Sanırım bu ifade, çocuklarım için “ırkçılığı romantikleştirmenin” bir işareti olacaktır. Belki de çalışan ve benim daha yaşlı olmamız ve modern dile alışmamızın zor olmasındandır. Ancak, hala tam olarak neye alışmam gerektiğini bilmiyorum. Siyahların (veya daha doğrusu PoC/People of Color veya BIPoC/Black, Indigenous ve People of Color?) benim gibi hissetmesi beni rahatlatmalı mı?
Erkek arkadaşımın ölümü ve haysiyetle vedalaşma mücadelesi
Geçen gün arkadaşımın bir arkadaşı, bir Dünya Kupası maçında sekiz yaşındaki oğlu tarafından nasıl azarlandığını anlattı. Ortada şöyle bağırmıştı: “Aman Tanrım, şu Afrikalılar! Neden birbirlerinin üzerine basıyorlar?!” Bunun üzerine sekiz yaşındaki oğlu onu azarladı, “Afrikalı baba deme, Senegalliler!” Nijeryalı baba, eşi iken oğlunun annesi Gana’da dünyaya geldi.

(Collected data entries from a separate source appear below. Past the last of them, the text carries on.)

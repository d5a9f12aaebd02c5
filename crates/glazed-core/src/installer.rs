use std::{
    fmt::Display,
    path::{Path, PathBuf},
    sync::Arc,
};

use parking_lot::Mutex;
use reqwest::Url;
use tracing::{debug, info, warn};
use typed_builder::TypedBuilder;

use crate::{
    downloads::Fetcher,
    error::{Error, FsError},
    game_paths::ModsLocation,
    manifest::{file_name_from_url, Manifest, Role},
    presenter::Presenter,
    version_store::VersionStore,
    INSTALLER_NAME, LEGACY_MOD_FILES,
};

#[derive(Debug, Clone, Default, PartialEq, Eq)]
pub enum InstallState {
    #[default]
    Idle,
    ResolvingPath,
    EnsuringDirectory,
    RemovingLegacy,
    ValidatingManifest,
    Downloading {
        index: usize,
        file_name: String,
    },
    Persisting,
    Done,
    Failed,
}

impl InstallState {
    /// `true` between the start of an install and its terminal state.
    pub fn is_busy(&self) -> bool {
        !matches!(self, Self::Idle | Self::Done | Self::Failed)
    }
}

#[derive(Debug, Clone, PartialEq, Eq)]
pub struct InstallRequest {
    pub target_version: String,
}

impl InstallRequest {
    pub fn new(target_version: impl Into<String>) -> Self {
        Self {
            target_version: target_version.into(),
        }
    }
}

#[derive(Debug, Clone, PartialEq, Eq)]
pub enum DownloadOutcome {
    Downloaded(PathBuf),
    /// The file existed and the user chose to keep it.
    Skipped(PathBuf),
}

#[derive(Debug, Clone)]
pub struct InstallReport {
    pub mods_dir: PathBuf,
    pub target_version: String,
    pub files: Vec<(Role, DownloadOutcome)>,
}

impl InstallReport {
    pub fn message(&self) -> String {
        format!(
            "{INSTALLER_NAME} has been installed for Minecraft {}!\n\n\
             Files have been placed in: {}\n\n\
             Launch Minecraft with the selected version to play with mods.",
            self.target_version,
            self.mods_dir.display()
        )
    }
}

/// Why an install stopped, and where.
#[derive(Debug)]
pub struct InstallFailure {
    pub state: InstallState,
    pub error: Error,
}

impl std::error::Error for InstallFailure {
    fn source(&self) -> Option<&(dyn std::error::Error + 'static)> {
        Some(&self.error)
    }
}

impl Display for InstallFailure {
    fn fmt(&self, f: &mut std::fmt::Formatter<'_>) -> std::fmt::Result {
        match &self.state {
            InstallState::EnsuringDirectory => write!(f, "Cannot create mods folder: {}", self.error),
            InstallState::Downloading { file_name, .. } => {
                write!(f, "Error while downloading {file_name}: {}", self.error)
            }
            _ => write!(f, "{}", self.error),
        }
    }
}

/// Puts the mod files of one game version into the mods directory.
#[derive(TypedBuilder)]
pub struct Installer {
    fetcher: Arc<dyn Fetcher>,
    store: VersionStore,
    #[builder(default = Manifest::builtin())]
    manifest: Arc<Manifest>,
    #[builder(default)]
    mods_location: ModsLocation,
    #[builder(setter(skip), default)]
    state: Mutex<InstallState>,
}

impl Installer {
    pub fn state(&self) -> InstallState {
        self.state.lock().clone()
    }

    pub fn is_installing(&self) -> bool {
        self.state.lock().is_busy()
    }

    pub fn manifest(&self) -> &Manifest {
        &self.manifest
    }

    /// Runs the whole install and reports the outcome to `presenter`.
    ///
    /// While another install is running this does nothing and returns
    /// [`Error::AlreadyInstalling`].
    pub async fn start_install(
        &self,
        request: &InstallRequest,
        presenter: &dyn Presenter,
    ) -> Result<InstallReport, InstallFailure> {
        let guard = InstallGuard::begin(&self.state).map_err(|state| {
            warn!("Ignoring install request for {}, already {state:?}", request.target_version);
            InstallFailure {
                state,
                error: Error::AlreadyInstalling,
            }
        })?;

        info!("Starting installation for Minecraft {}", request.target_version);

        let result = self.run(&guard, request, presenter).await;

        match &result {
            Ok(report) => {
                guard.enter(InstallState::Done);
                presenter.report_success(&report.message());
            }
            Err(failure) => {
                guard.enter(InstallState::Failed);
                warn!(state = ?failure.state, "Installation failed: {failure}");
                presenter.report_error(&failure.to_string());
            }
        }

        info!("Installation finished.");

        result
    }

    async fn run(
        &self,
        guard: &InstallGuard<'_>,
        request: &InstallRequest,
        presenter: &dyn Presenter,
    ) -> Result<InstallReport, InstallFailure> {
        let target = request.target_version.as_str();

        let mods_dir = self
            .mods_location
            .resolve()
            .ok_or_else(|| guard.fail(FsError::GameDirUnresolved.into()))?;
        checkpoint().await;

        guard.enter(InstallState::EnsuringDirectory);
        tokio::fs::create_dir_all(&mods_dir)
            .await
            .map_err(|err| guard.fail(Error::io(&mods_dir, &err)))?;
        checkpoint().await;

        guard.enter(InstallState::RemovingLegacy);
        remove_legacy_files(&mods_dir, presenter).await;
        checkpoint().await;

        guard.enter(InstallState::ValidatingManifest);
        let files = self
            .manifest
            .validate(target)
            .map_err(|err| guard.fail(err.into()))?;
        checkpoint().await;

        let total = files.len();
        let mut outcomes = Vec::with_capacity(total);

        for (index, (role, url)) in files.into_iter().enumerate() {
            let Some(file_name) = file_name_from_url(url) else {
                guard.enter(InstallState::Downloading {
                    index,
                    file_name: role.name().to_owned(),
                });
                return Err(guard.fail(Error::network(url, "the link does not name a file")));
            };
            guard.enter(InstallState::Downloading {
                index,
                file_name: file_name.to_owned(),
            });

            let path = mods_dir.join(file_name);
            if tokio::fs::try_exists(&path).await.unwrap_or(false)
                && !presenter.confirm(&format!("File {file_name} already exists. Do you want to overwrite it?"))
            {
                info!("Keeping existing {file_name}");
                outcomes.push((role, DownloadOutcome::Skipped(path)));
                continue;
            }

            presenter.notify(&format!("Downloading {file_name} from {}...", source_name(url)));
            checkpoint().await;

            self.fetcher.download(url, &path).await.map_err(|err| guard.fail(err))?;
            info!("Progress: {:.1}%", percent(index + 1, total));

            outcomes.push((role, DownloadOutcome::Downloaded(path)));
            checkpoint().await;
        }

        presenter.notify("Installation completed successfully!");

        guard.enter(InstallState::Persisting);
        let saved = self.store.read();
        self.store.write(&saved.tool_version, target);

        Ok(InstallReport {
            mods_dir,
            target_version: target.to_owned(),
            files: outcomes,
        })
    }
}

/// Owns the busy state of one install and leaves it terminal on every exit
/// path, including panics and a dropped future.
struct InstallGuard<'a> {
    state: &'a Mutex<InstallState>,
}

impl<'a> InstallGuard<'a> {
    fn begin(state: &'a Mutex<InstallState>) -> Result<Self, InstallState> {
        let mut current = state.lock();
        if current.is_busy() {
            return Err(current.clone());
        }
        *current = InstallState::ResolvingPath;

        Ok(Self { state })
    }

    fn enter(&self, next: InstallState) {
        debug!(state = ?next, "Install step");
        *self.state.lock() = next;
    }

    fn fail(&self, error: Error) -> InstallFailure {
        InstallFailure {
            state: self.state.lock().clone(),
            error,
        }
    }
}

impl Drop for InstallGuard<'_> {
    fn drop(&mut self) {
        let mut state = self.state.lock();
        if state.is_busy() {
            *state = InstallState::Failed;
        }
    }
}

async fn remove_legacy_files(mods_dir: &Path, presenter: &dyn Presenter) {
    for file_name in LEGACY_MOD_FILES {
        let path = mods_dir.join(file_name);
        if !tokio::fs::try_exists(&path).await.unwrap_or(false) {
            continue;
        }

        presenter.notify(&format!("Removing old mod: {file_name}"));
        if let Err(err) = tokio::fs::remove_file(&path).await {
            warn!("Could not remove {file_name}: {err}");
        }
    }
}

/// Lets the front-end run between steps.
async fn checkpoint() {
    tokio::task::yield_now().await;
}

fn source_name(url: &str) -> String {
    Url::parse(url)
        .ok()
        .and_then(|url| url.host_str().map(ToOwned::to_owned))
        .unwrap_or_else(|| url.to_owned())
}

#[allow(clippy::cast_precision_loss)]
fn percent(done: usize, total: usize) -> f64 {
    done as f64 / total as f64 * 100.0
}
use std::path::{Path, PathBuf};

use serde::{Deserialize, Serialize};

use crate::{fs::read_toml_config, manifest::Manifest, VERSION_CHECK_URL};

/// `Settings` is the installer's optional configuration file.
#[derive(Serialize, Deserialize, Debug, Clone, PartialEq, Eq)]
#[serde(default)]
pub struct Settings {
    pub version_url: String,
    /// Overrides the marker file in the home directory.
    pub marker_file: Option<PathBuf>,
    /// Overrides the platform's `.minecraft/mods` directory.
    pub mods_dir: Option<PathBuf>,
    /// Replaces the built-in download links.
    pub manifest: Option<Manifest>,
}

impl Default for Settings {
    fn default() -> Self {
        Self {
            version_url: VERSION_CHECK_URL.to_owned(),
            marker_file: None,
            mods_dir: None,
            manifest: None,
        }
    }
}

impl Settings {
    /// Reads the settings file, falling back to defaults when it does not exist.
    pub async fn load(path: impl AsRef<Path>) -> anyhow::Result<Self> {
        let path = path.as_ref();
        if !tokio::fs::try_exists(path).await.unwrap_or(false) {
            tracing::debug!("No settings at {}, using defaults", path.to_string_lossy());
            return Ok(Self::default());
        }

        read_toml_config(path).await
    }
}
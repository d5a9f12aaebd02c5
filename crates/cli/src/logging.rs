use glazed_core::DOT_GLAZED_LOGS_DIR;
use tracing_appender::non_blocking::WorkerGuard;
use tracing_subscriber::{fmt::Layer, layer::SubscriberExt, util::SubscriberInitExt, EnvFilter};

/// Logs to stdout and to a daily file in `./.glazed/logs`.
///
/// The returned guard flushes the file writer and must outlive the program.
pub fn init(level: Option<&str>) -> anyhow::Result<WorkerGuard> {
    let filter = match level {
        Some(level) => EnvFilter::try_new(level)?,
        None => EnvFilter::try_from_default_env().unwrap_or_else(|_| EnvFilter::new("info")),
    };

    let appender = tracing_appender::rolling::daily(DOT_GLAZED_LOGS_DIR, "glazed.log");
    let (non_blocking, guard) = tracing_appender::non_blocking(appender);

    let file_sub = Layer::new().with_writer(non_blocking).with_ansi(false).compact();
    let stdout_sub = Layer::new().with_writer(std::io::stdout).with_target(false);

    tracing_subscriber::registry()
        .with(filter)
        .with(stdout_sub)
        .with(file_sub)
        .try_init()?;

    Ok(guard)
}
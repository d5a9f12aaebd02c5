use std::{sync::Arc, time::Duration};

use tokio::{
    sync::mpsc::{self, Receiver, Sender},
    task::JoinHandle,
};
use tracing::{debug, error, info};

use crate::{
    configs::Settings,
    downloads::{Fetcher, HttpFetcher},
    error::Error,
    game_paths::ModsLocation,
    installer::{InstallFailure, InstallReport, InstallRequest, Installer},
    manifest::Manifest,
    presenter::Presenter,
    update::UpdateChecker,
    version_store::VersionStore,
    INSTALLER_NAME, STARTUP_CHECK_DELAY,
};

/// Work handed back to the orchestration loop.
#[derive(Debug, Clone, PartialEq, Eq)]
pub enum AppEvent {
    UpdateChecked {
        manual: bool,
        has_update: bool,
        latest: String,
    },
}

/// Ties the workflow together for a front-end.
///
/// Background work only ever sends [`AppEvent`]s; the presenter and the
/// version marker are touched exclusively from [`App::handle_event`].
pub struct App<P> {
    presenter: P,
    checker: UpdateChecker,
    installer: Installer,
    store: VersionStore,
    tx: Sender<AppEvent>,
    rx: Receiver<AppEvent>,
}

impl<P: Presenter> App<P> {
    pub fn new(presenter: P, fetcher: Arc<dyn Fetcher>, store: VersionStore, settings: Settings) -> Self {
        let manifest = settings.manifest.map_or_else(Manifest::builtin, Arc::new);

        let checker = UpdateChecker::new(fetcher.clone(), store.clone(), settings.version_url);
        let installer = Installer::builder()
            .fetcher(fetcher)
            .store(store.clone())
            .manifest(manifest)
            .mods_location(ModsLocation::from_override(settings.mods_dir))
            .build();

        let (tx, rx) = mpsc::channel(8);

        Self {
            presenter,
            checker,
            installer,
            store,
            tx,
            rx,
        }
    }

    /// Wires the app to the real network and the configured marker file.
    pub fn from_settings(presenter: P, settings: Settings) -> Result<Self, Error> {
        let store = VersionStore::new(settings.marker_file.clone().unwrap_or_else(VersionStore::default_path));
        let fetcher = Arc::new(HttpFetcher::new()?);

        Ok(Self::new(presenter, fetcher, store, settings))
    }

    pub fn installer(&self) -> &Installer {
        &self.installer
    }

    pub fn store(&self) -> &VersionStore {
        &self.store
    }

    /// The deferred one-shot check done when the installer opens.
    pub fn check_for_updates_on_startup(&self) -> JoinHandle<()> {
        self.spawn_check(false, STARTUP_CHECK_DELAY)
    }

    pub fn check_for_updates(&self, manual: bool) -> JoinHandle<()> {
        self.spawn_check(manual, Duration::ZERO)
    }

    fn spawn_check(&self, manual: bool, delay: Duration) -> JoinHandle<()> {
        let checker = self.checker.clone();
        let tx = self.tx.clone();

        tokio::spawn(async move {
            tokio::time::sleep(delay).await;
            let (has_update, latest) = checker.check().await;

            let event = AppEvent::UpdateChecked {
                manual,
                has_update,
                latest,
            };
            // The receiver lives as long as the app.
            let _ = tx.send(event).await;
        })
    }

    pub async fn next_event(&mut self) -> Option<AppEvent> {
        self.rx.recv().await
    }

    pub fn try_next_event(&mut self) -> Option<AppEvent> {
        self.rx.try_recv().ok()
    }

    /// Waits for a background task and handles everything it queued.
    pub async fn settle(&mut self, task: JoinHandle<()>) {
        if let Err(err) = task.await {
            error!("Background task failed: {err}");
        }

        while let Some(event) = self.try_next_event() {
            self.handle_event(event).await;
        }
    }

    pub async fn handle_event(&self, event: AppEvent) {
        match event {
            AppEvent::UpdateChecked {
                has_update: true, latest, ..
            } => self.offer_update(&latest).await,
            AppEvent::UpdateChecked { manual: true, .. } => {
                self.presenter.report_success("You have the latest version!");
            }
            AppEvent::UpdateChecked { .. } => debug!("Installer is up to date"),
        }
    }

    pub async fn start_install(&self, request: &InstallRequest) -> Result<InstallReport, InstallFailure> {
        self.installer.start_install(request, &self.presenter).await
    }

    /// Opens the installer and then installs `request`.
    ///
    /// The startup check is handled first, so an accepted update is recorded
    /// before the marker names the new target.
    pub async fn install_after_startup_check(
        &mut self,
        request: &InstallRequest,
        update_check: bool,
    ) -> Result<InstallReport, InstallFailure> {
        if update_check {
            let task = self.check_for_updates_on_startup();
            self.settle(task).await;
        }

        self.start_install(request).await
    }

    async fn offer_update(&self, version: &str) {
        let saved = self.store.read();

        let question = format!(
            "New {INSTALLER_NAME} version {version} is available!\n\n\
             Current version: {}\n\
             New version: {version}\n\n\
             Would you like to download the new version?",
            saved.tool_version
        );
        if !self.presenter.confirm(&question) {
            info!("Update to {version} declined");
            return;
        }

        self.store.write(version, &saved.target_version);

        if saved.target_version.is_empty() {
            self.presenter.report_success(&format!(
                "Version {version} has been saved. Please select a Minecraft version and install."
            ));
            return;
        }

        self.presenter
            .notify(&format!("Installing for Minecraft {}...", saved.target_version));
        if let Err(failure) = self.start_install(&InstallRequest::new(saved.target_version)).await {
            debug!(state = ?failure.state, "Reinstall after update did not finish: {failure}");
        }
    }
}
use std::process::ExitCode;

use args::Cli;
use clap::Parser;
use commands::process_args;

pub mod args;
pub mod commands;
pub mod logging;
pub mod presenter;

#[tokio::main]
async fn main() -> anyhow::Result<ExitCode> {
    let args = Cli::parse();
    let _guard = logging::init(args.log_level.as_deref())?;

    process_args(&args).await
}
#![warn(clippy::pedantic)]
#![allow(clippy::missing_errors_doc)]
#![allow(clippy::module_name_repetitions)]
#![allow(clippy::must_use_candidate)]
pub mod app;
pub mod configs;
pub mod downloads;
pub mod installer;
pub mod manifest;
pub mod presenter;
pub mod update;
pub mod version_store;

pub mod error;

pub mod fs;
pub mod game_paths;

pub mod consts;

pub use consts::*;
pub use error::{Error, FsError, ManifestError};
use std::io::{BufRead, Write};

use glazed_core::presenter::Presenter;

/// Prints to the terminal and reads answers from stdin.
pub struct TerminalPresenter {
    assume_yes: bool,
}

impl TerminalPresenter {
    pub fn new(assume_yes: bool) -> Self {
        Self { assume_yes }
    }
}

impl Presenter for TerminalPresenter {
    fn confirm(&self, message: &str) -> bool {
        print!("{message} [y/N] ");

        if self.assume_yes {
            println!("y");
            return true;
        }
        if let Err(err) = std::io::stdout().flush() {
            tracing::debug!("Cannot flush stdout: {err}");
        }

        let mut answer = String::new();
        match std::io::stdin().lock().read_line(&mut answer) {
            Ok(_) => is_yes(&answer),
            Err(err) => {
                tracing::warn!("Cannot read answer: {err}");
                false
            }
        }
    }

    fn notify(&self, message: &str) {
        println!("{message}");
    }

    fn report_error(&self, message: &str) {
        eprintln!("Error: {message}");
    }

    fn report_success(&self, message: &str) {
        println!("{message}");
    }
}

fn is_yes(answer: &str) -> bool {
    matches!(answer.trim().to_ascii_lowercase().as_str(), "y" | "yes")
}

Beyaz ve siyah piyonların olduğu bir langırt masası.Görüntü aracısı/imago
Bana oğlunun öğretmenliğinden bahsettiğinde biraz utanmış göründü. Ya da yakalandı. Nasıl hissettiğini anlayabiliyordum. Birkaç yıl önce, yakın zamanda hapsedilmiş Gambiyalı bir tanıdığımı bulmama yardım eden bir polis memuru “maksimum pigmentli” terimini kullandı. Polis çok iyiydi, sempatikti ve o sırada şöyle dedi: “Bir Alman hapishanesinde maksimum pigmentasyona sahip bir kişi için kolay değil!”
“Güney” yerine “Batı Asya” – zaten Batı Asya nerede?
Bu terim, o zamanki politik olarak doğru kullanıma karşılık geldi mi? Yoksa açıkça ırkçı mıydı? LKA kısa bir süre önce polis için “Ayrımcılığa duyarlı dil kullanımına ilişkin öneriler” yayınladı. Bu tavsiyeler 29 sayfayı kapsıyor ve önsöz şu tavsiyede bulunuyor: “Şüpheniz varsa, sorun, etkilenenlerin kendi tanımlarını kullanın, kendi dil kullanımınız üzerinde düşünün ve başkalarına ayrımcı bir dil gösterin!”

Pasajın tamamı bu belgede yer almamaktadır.